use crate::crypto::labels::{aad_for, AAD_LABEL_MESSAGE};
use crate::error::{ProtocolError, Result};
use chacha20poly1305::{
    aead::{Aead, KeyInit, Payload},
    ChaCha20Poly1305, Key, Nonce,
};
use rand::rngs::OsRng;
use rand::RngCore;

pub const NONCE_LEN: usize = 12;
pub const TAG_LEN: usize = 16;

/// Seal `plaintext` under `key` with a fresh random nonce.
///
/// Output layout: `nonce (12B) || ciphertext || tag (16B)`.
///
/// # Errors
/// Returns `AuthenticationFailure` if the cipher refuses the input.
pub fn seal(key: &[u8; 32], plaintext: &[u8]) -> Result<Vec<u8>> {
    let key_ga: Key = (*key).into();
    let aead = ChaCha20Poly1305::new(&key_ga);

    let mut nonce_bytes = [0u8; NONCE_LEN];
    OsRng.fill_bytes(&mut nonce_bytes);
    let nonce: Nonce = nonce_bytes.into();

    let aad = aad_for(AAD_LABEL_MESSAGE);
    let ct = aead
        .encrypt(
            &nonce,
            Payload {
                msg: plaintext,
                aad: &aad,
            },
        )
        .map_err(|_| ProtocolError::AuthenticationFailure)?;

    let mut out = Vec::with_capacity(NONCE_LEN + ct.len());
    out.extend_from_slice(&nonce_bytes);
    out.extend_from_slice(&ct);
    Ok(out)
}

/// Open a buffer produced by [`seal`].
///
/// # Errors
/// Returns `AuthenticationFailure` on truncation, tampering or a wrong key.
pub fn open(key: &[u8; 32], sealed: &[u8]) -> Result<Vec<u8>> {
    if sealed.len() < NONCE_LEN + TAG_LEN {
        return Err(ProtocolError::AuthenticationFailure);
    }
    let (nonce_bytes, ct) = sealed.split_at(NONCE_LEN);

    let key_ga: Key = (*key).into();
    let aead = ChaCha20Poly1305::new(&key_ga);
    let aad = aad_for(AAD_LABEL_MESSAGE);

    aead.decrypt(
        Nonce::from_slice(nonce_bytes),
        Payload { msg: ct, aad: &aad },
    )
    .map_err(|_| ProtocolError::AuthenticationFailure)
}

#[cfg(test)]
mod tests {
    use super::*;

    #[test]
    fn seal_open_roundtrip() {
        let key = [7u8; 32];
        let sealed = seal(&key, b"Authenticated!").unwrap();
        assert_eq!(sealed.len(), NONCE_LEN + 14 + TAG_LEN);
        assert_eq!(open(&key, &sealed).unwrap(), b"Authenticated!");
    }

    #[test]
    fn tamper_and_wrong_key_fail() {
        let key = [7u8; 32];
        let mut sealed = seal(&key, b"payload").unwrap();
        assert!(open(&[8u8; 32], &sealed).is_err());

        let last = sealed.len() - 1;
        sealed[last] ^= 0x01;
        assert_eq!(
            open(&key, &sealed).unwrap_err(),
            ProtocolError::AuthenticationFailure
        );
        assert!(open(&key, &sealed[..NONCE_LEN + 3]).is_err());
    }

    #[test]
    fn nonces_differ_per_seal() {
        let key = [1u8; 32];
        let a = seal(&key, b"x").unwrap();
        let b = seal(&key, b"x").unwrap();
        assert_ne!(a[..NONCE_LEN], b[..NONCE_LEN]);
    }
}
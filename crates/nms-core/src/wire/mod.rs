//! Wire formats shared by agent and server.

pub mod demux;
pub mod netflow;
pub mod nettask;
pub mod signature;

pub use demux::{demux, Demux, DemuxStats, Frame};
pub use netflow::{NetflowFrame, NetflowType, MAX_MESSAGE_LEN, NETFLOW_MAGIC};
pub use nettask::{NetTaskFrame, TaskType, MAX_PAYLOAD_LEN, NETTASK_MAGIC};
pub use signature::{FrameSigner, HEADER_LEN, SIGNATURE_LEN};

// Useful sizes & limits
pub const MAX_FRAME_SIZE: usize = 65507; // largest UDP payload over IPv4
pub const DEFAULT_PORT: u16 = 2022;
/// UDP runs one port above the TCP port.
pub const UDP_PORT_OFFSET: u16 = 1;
───
**TASK**
Transcribe, please, every line from the first line of the listing above through the line with "refuses the input.". Keep both ends and nothing else.

**RESULT OF THE EXERCISE**
use crate::crypto::labels::{aad_for, AAD_LABEL_MESSAGE};
use crate::error::{ProtocolError, Result};
use chacha20poly1305::{
    aead::{Aead, KeyInit, Payload},
    ChaCha20Poly1305, Key, Nonce,
};
use rand::rngs::OsRng;
use rand::RngCore;

pub const NONCE_LEN: usize = 12;
pub const TAG_LEN: usize = 16;

/// Seal `plaintext` under `key` with a fresh random nonce.
///
/// Output layout: `nonce (12B) || ciphertext || tag (16B)`.
///
/// # Errors
/// Returns `AuthenticationFailure` if the cipher refuses the input.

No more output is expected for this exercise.